Dukungan pihak asing terhadap OPM
Â
Upaya pemerintahan saat ini untuk menyelesaikan kasus pelanggaran HAM pada masa lalu sudah tepat. Pembentukan Komisi Kebenaran dan Rekonsiliasi Indonesia (KKRI) merupakan langkah serius dalam menuntaskan kasus yang kerap dijadikan senjata politik pihak-pihak tertentu. Mekanisme rekonsiliasi sedah memiliki payung hukum yang jelas yaitu Pasal 47 UU Nomor 6 Tahun 2000 tentang HAM. Tindakan pemerintah tersebut telah menunjukan keseriusan pemerintah dalam menyoroti isu HAM dan memusatkan perhatian daam memperbaiki perilaku bangsa Indonesia yang menjunjung tinggi nilai-nilai HAM dalam kehidupan sehari-hari.

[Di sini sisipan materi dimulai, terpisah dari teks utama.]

//! Engine error types
//!
//! Errors are classified so the transport can tell redelivery from dead-lettering.

use thiserror::Error;
use uuid::Uuid;

use syncbridge_connector::{ConnectorError, EntityMapping, ErrorKind};
use syncbridge_events::EventError;

/// Errors that can occur while synchronizing a change event.
#[derive(Debug, Error)]
pub enum SyncError {
    /// No strategy handles this event type.
    #[error("no strategy registered for event type {event_type}")]
    UnknownEventType { event_type: String },

    /// Source data cannot be expressed in the target system.
    #[error("validation failed for {family}: {message}")]
    Validation { family: String, message: String },

    /// Mapping store reported a duplicate and the family rejects duplicates.
    #[error("duplicate mapping: existing {existing}, duplicate {duplicate}")]
    DuplicateMapping {
        existing: Box<EntityMapping>,
        duplicate: Box<EntityMapping>,
    },

    /// Source, target or mapping store call failed.
    #[error(transparent)]
    Connector(#[from] ConnectorError),

    /// Inbound message could not be turned into a change event.
    #[error(transparent)]
    Event(#[from] EventError),

    /// Dead-letter storage failed.
    #[error("dead letter queue error: {0}")]
    DeadLetter(String),

    /// Requested dead-letter entry does not exist or has the wrong kind.
    #[error("dead letter {id} not found")]
    DeadLetterNotFound { id: Uuid },

    /// Background retry worker has shut down.
    #[error("retry worker is not running")]
    WorkerUnavailable,

    /// Configuration value is invalid.
    #[error("configuration invalid for {var}: {reason}")]
    ConfigInvalid { var: String, reason: String },

    /// JSON serialization failed.
    #[error("serialization error: {0}")]
    Serialization(#[from] serde_json::Error),

    /// Database operation failed.
    #[cfg(feature = "postgres")]
    #[error("database error: {0}")]
    Database(#[from] sqlx::Error),
}

impl SyncError {
    /// Create a validation error.
    pub fn validation(family: impl Into<String>, message: impl Into<String>) -> Self {
        Self::Validation {
            family: family.into(),
            message: message.into(),
        }
    }

    /// Whether redelivering the same event may succeed.
    #[must_use]
    pub fn is_retryable(&self) -> bool {
        match self {
            Self::Connector(e) => e.is_transient(),
            Self::DeadLetter(_) | Self::WorkerUnavailable => true,
            #[cfg(feature = "postgres")]
            Self::Database(_) => true,
            _ => false,
        }
    }

    /// Whether this is a duplicate-mapping rejection.
    #[must_use]
    pub fn is_duplicate(&self) -> bool {
        matches!(self, Self::DuplicateMapping { .. })
            || matches!(self, Self::Connector(e) if e.is_conflict())
    }

    /// Outcome segment used for the terminal `{family}-{action}-{outcome}` event.
    #[must_use]
    pub fn telemetry_outcome(&self) -> &'static str {
        if self.is_duplicate() {
            return "duplicate";
        }
        match self {
            Self::Connector(e) if e.kind() == ErrorKind::NotFound => "not-found",
            _ => "failed",
        }
    }
}

/// Result type for sync operations.
pub type SyncResult<T> = Result<T, SyncError>;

Isu pelanggaran HAM hanya digunakan sebagai senjatan politik untuk menyudutkan pihak tertentu. Akibatnya publik justru lalai dalam memperhatikan fenomena yang terjadi yang luput dari perhatian sehari-hari. Pihak yang merasa menjadi korban justru sebagai pelaku pelanggaran HAM tersebut. Semisal, banyak diantara aparat keaman yang bertugas di Papua menjadi sasaran pembantaian kelompok separatis. Selain itu masyarakat sipil, wartawan, maupun peneliti kerap diculik dan dibunuh oleh kelompok tersebut, yang seperti telah dijelaskan sebelumnya bahwa tujuan utamanya adalah untuk memancing perhatian publik.